Platelet Activation and Inflammation

While platelets have long been known to play major roles in hemostasis and thrombosis, only recently has their role in the immune response and inflammation begun to be appreciated. Platelets contain high amounts of certain inflammatory mediators, including CD40 ligand (CD40L). Upon platelet activation, CD40L is exposed on the cell surface and then released as a soluble fragment (sCD40L). CD40L acts at one of its receptors, CD40, to induce multiple inflammatory responses that include increased adhesion receptor expression on endothelial cells, B cell proliferation, and tissue factor (TF) expression. CD40L can also bind to GPIIb-IIIa on platelets, induce platelet activation, and promote thrombosis. One disease that displays hallmarks of both platelet activation and chronic inflammation is sickle cell anemia (SCA).  We therefore asked if CD40L might contribute to the symptoms of this disease. We found that SCA plasma contains perhaps the highest levels of sCD40L ever reported in any disease.
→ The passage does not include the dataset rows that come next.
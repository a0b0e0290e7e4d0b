//! Heap Release Control
//!
//! Cases run back to back on one thread, so free pages left over from
//! one case would otherwise be charged to the next. A blocking trim
//! runs before every warmup probe.

/// Whether this platform can release heap pages on demand.
pub const HAS_MEMORY_TRIM: bool = cfg!(all(target_os = "linux", target_env = "gnu"));

/// Return releasable heap pages to the OS.
///
/// Blocks until the allocator has finished; the probe that follows
/// starts from a trimmed heap.
#[cfg(all(target_os = "linux", target_env = "gnu"))]
pub fn trim_memory() {
    unsafe {
        libc::malloc_trim(0);
    }
}

/// Return releasable heap pages to the OS (no-op on this platform).
#[cfg(not(all(target_os = "linux", target_env = "gnu")))]
pub fn trim_memory() {}
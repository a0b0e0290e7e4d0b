#![warn(missing_docs)]
//! # Gridbench
//!
//! Micro-benchmark harness for Rust with parameter grids and loss-free failure
//! reporting.
//!
//! Gridbench runs registered benchmark suites through a single scheduling
//! session:
//! - **Deferred Scheduling**: Registration only enqueues; a suite file's
//!   registrations all land before its first benchmark runs
//! - **Parameter Grids**: Declare dimensions and measure the full cartesian
//!   product, with per-option filters to veto combinations
//! - **Probe-Based Admission**: One timed warmup invocation classifies each
//!   case as measured, marginal, or skipped before the budget is spent
//! - **Budget Normalization**: Throughput is reported per budget regardless of
//!   how far the measurement loop overran
//! - **Failure Isolation**: A panicking case fails its benchmark and the run's
//!   exit code, never the rest of the run
//! - **Controlled Environment**: Single-CPU pinning and explicit heap release
//!   before every probe
//! - **JSON Reports**: Machine-readable run reports for tracking results over
//!   time
//!
//! ## Quick Start
//!
//! ```ignore
//! use gridbench::prelude::*;
//!
//! fn register(h: &Harness) {
//!     h.register_simple(SimpleBench::new("parse_u64").case("decimal", || {
//!         let _ = "12345".parse::<u64>();
//!     }));
//!
//!     h.register_complex(
//!         GridBench::new("vec_with_capacity")
//!             .dimension(Dimension::values("n", "Capacity", [16u64, 256, 4096]))
//!             .run(|data| {
//!                 let n = data["n"].as_u64().unwrap() as usize;
//!                 let _ = Vec::<u8>::with_capacity(n);
//!             }),
//!     );
//! }
//!
//! gridbench::suite!("suites/parse.rs", register);
//!
//! fn main() {
//!     if let Err(e) = gridbench::run() {
//!         eprintln!("Error: {}", e);
//!         std::process::exit(1);
//!     }
//! }
//! ```

// Re-export core types
pub use gridbench_core::{
    classify, expand_grid, pin_to_cpu, pinned_cpu_count, throughput, trim_memory, CaseData,
    CaseError, CaseRecord, Classification, Combination, Console, DimOption, Dimension, GridBench,
    GridError, GridPlan, Harness, Job, LabelMap, LoadError, Phase, PreState, QueueEntry,
    RegistryLoader, RepetitionEngine, RunSummary, RunTotals, SessionConfig, SimpleBench, SuiteDef,
    SuiteLoader, Timing, WallClockEngine, HAS_MEMORY_TRIM, MARGINAL_THROUGHPUT,
};

/// Internal re-exports for macro use
#[doc(hidden)]
pub mod internal {
    pub use inventory;
}

/// Register a benchmark suite under a path in the global registry.
///
/// The path is what discovery patterns are matched against; the function runs
/// when the suite file is loaded and registers its benchmarks on the harness.
///
/// ```ignore
/// fn register(h: &Harness) {
///     h.register_simple(SimpleBench::new("noop").case("only", || {}));
/// }
///
/// gridbench::suite!("suites/noop.rs", register);
/// ```
#[macro_export]
macro_rules! suite {
    ($path:expr, $register:expr) => {
        $crate::internal::inventory::submit! {
            $crate::SuiteDef {
                path: $path,
                register: $register,
            }
        }
    };
}

/// Prelude for convenient imports
pub mod prelude {
    pub use crate::{
        suite, CaseData, Classification, Dimension, GridBench, Harness, SimpleBench,
    };
}

/// Run the Gridbench CLI harness.
///
/// Call this from your benchmark binary's `main()`:
/// ```ignore
/// fn main() {
///     gridbench::run().unwrap();
/// }
/// ```
pub use gridbench_cli::run;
Platelets from these patients were also significantly depleted of CD40L by an amount that more than accounted for its levels in plasma. Moreover, relative loss of this molecule from platelets appeared to be an even more accurate predictor of SCA severity than the amount shed into the plasma, per se.  The sCD40L appeared biologically active since plasma from SCA patients induced TF production, adhesion receptor expression on endothelial cells and increased B-cell proliferation in a CD40L and/or CD40 dependent manner. A small phase I clinical trial showed that CD40L levels could be safely lowered in the plasma of SCA patients with the GPIIb-IIIa antagonist, eptifibatide. Preliminary studies in SCA mice suggest that blocking CD40L may improve organ pathology. We conclude that platelet-derived sCD40L is significantly elevated, biologically active, and likely to be a major contributor to the inflammatory response in SCA.